Stored data
● ● ● ● ●

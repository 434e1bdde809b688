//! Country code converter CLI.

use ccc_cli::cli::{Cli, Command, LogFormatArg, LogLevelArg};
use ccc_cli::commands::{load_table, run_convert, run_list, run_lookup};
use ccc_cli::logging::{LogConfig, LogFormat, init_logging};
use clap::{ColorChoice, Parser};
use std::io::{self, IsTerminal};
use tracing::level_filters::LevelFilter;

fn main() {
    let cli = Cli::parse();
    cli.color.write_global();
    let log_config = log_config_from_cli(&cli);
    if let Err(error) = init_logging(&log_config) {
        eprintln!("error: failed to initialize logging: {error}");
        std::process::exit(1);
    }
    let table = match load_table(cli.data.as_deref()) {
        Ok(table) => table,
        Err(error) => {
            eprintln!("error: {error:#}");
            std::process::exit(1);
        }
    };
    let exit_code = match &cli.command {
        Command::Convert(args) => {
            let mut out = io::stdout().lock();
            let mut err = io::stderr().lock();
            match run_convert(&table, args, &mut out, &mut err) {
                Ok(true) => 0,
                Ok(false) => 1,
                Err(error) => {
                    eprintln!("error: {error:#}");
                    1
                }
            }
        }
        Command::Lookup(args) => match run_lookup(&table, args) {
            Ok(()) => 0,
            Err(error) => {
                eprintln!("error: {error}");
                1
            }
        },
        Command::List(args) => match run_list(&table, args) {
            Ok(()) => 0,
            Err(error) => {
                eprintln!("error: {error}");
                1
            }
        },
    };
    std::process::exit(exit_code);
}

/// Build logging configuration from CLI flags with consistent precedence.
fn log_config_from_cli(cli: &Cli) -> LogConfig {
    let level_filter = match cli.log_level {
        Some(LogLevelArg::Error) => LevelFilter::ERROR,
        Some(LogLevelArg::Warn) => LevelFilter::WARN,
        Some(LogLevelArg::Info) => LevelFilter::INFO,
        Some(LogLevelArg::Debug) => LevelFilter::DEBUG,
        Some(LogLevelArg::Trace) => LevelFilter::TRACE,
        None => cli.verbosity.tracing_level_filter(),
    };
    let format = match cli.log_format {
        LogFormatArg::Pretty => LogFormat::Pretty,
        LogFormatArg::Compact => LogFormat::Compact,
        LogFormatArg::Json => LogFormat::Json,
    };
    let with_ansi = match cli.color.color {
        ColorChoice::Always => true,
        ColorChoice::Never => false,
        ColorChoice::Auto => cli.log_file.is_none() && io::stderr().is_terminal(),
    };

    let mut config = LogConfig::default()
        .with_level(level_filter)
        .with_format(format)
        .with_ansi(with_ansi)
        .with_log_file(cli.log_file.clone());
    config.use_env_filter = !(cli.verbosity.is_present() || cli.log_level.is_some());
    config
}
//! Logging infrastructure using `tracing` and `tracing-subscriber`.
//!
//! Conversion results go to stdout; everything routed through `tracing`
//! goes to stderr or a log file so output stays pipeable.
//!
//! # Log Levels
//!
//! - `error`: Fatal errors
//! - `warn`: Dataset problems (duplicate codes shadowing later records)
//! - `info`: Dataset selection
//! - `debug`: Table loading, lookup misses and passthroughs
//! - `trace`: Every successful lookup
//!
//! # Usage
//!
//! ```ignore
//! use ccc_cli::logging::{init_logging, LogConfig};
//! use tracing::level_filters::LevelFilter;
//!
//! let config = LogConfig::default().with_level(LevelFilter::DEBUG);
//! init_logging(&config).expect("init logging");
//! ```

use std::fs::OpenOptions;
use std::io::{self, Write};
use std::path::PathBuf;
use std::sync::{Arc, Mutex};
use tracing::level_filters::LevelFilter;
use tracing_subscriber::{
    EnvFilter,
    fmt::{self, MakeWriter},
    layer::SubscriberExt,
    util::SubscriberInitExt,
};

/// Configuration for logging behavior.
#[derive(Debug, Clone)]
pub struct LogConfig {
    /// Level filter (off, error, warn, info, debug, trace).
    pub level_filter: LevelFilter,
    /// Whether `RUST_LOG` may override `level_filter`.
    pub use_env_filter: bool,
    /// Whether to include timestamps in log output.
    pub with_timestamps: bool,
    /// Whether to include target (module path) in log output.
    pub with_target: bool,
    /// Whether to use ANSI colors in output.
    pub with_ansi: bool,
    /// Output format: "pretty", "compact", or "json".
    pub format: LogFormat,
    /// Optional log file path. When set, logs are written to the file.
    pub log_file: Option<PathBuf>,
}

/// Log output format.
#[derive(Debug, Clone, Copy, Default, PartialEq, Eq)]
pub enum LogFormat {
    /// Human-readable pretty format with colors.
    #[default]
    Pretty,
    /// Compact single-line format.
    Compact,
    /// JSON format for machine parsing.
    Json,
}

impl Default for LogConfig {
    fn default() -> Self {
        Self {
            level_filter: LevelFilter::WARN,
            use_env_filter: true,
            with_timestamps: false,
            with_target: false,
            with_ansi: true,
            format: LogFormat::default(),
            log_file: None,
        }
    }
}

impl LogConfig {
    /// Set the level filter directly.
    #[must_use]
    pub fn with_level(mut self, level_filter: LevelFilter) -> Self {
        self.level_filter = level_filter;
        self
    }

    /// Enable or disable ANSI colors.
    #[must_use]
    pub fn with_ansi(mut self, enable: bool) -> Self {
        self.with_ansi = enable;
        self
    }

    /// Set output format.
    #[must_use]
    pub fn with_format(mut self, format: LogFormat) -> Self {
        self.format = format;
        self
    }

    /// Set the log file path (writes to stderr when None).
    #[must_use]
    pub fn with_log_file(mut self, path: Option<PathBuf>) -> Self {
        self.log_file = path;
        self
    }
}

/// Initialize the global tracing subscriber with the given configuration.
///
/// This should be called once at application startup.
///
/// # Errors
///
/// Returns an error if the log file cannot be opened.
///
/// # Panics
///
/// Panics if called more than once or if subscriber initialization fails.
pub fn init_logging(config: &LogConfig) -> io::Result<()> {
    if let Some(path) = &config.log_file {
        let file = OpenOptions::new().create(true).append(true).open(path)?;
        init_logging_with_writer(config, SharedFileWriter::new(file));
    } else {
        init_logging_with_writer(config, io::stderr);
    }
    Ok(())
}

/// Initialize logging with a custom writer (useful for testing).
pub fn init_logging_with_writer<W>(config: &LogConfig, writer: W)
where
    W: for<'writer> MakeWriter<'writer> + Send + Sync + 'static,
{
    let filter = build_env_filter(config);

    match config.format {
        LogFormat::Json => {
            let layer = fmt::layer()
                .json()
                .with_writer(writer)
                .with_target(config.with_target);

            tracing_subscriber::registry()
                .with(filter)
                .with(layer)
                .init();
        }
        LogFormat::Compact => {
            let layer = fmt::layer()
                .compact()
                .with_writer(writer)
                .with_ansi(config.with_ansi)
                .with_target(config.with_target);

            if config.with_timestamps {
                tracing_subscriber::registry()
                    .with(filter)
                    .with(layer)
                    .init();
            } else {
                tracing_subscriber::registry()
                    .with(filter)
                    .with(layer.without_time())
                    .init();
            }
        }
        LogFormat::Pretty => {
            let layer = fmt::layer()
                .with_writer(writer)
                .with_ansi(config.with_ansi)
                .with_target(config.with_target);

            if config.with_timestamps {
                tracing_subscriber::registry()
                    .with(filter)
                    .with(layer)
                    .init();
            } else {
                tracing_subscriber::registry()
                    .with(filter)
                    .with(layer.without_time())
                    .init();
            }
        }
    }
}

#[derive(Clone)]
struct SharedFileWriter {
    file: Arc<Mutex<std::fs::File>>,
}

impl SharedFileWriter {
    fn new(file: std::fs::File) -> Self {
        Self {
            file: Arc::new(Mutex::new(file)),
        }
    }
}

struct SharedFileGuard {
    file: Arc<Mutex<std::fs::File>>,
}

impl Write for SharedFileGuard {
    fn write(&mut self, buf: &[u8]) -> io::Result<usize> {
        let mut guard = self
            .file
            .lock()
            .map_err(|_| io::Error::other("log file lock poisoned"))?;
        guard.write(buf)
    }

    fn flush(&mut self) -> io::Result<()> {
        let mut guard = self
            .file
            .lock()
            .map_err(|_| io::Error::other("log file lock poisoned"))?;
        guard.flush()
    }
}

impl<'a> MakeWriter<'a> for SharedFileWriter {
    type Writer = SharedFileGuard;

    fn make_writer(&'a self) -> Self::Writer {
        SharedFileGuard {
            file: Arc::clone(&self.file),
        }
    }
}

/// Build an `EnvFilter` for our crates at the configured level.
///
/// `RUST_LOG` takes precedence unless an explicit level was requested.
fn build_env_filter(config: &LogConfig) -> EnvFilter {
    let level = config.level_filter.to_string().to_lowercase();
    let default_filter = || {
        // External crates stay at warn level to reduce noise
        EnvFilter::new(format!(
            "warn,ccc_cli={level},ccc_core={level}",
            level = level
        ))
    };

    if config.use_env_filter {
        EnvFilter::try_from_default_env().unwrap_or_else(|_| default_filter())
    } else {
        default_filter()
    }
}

● ● ● ● ●

Of all the lines in the data above, show only those that hold the word "Dataset".

RESPONSE TO THE EXERCISE:
//! - `warn`: Dataset problems (duplicate codes shadowing later records)
//! - `info`: Dataset selection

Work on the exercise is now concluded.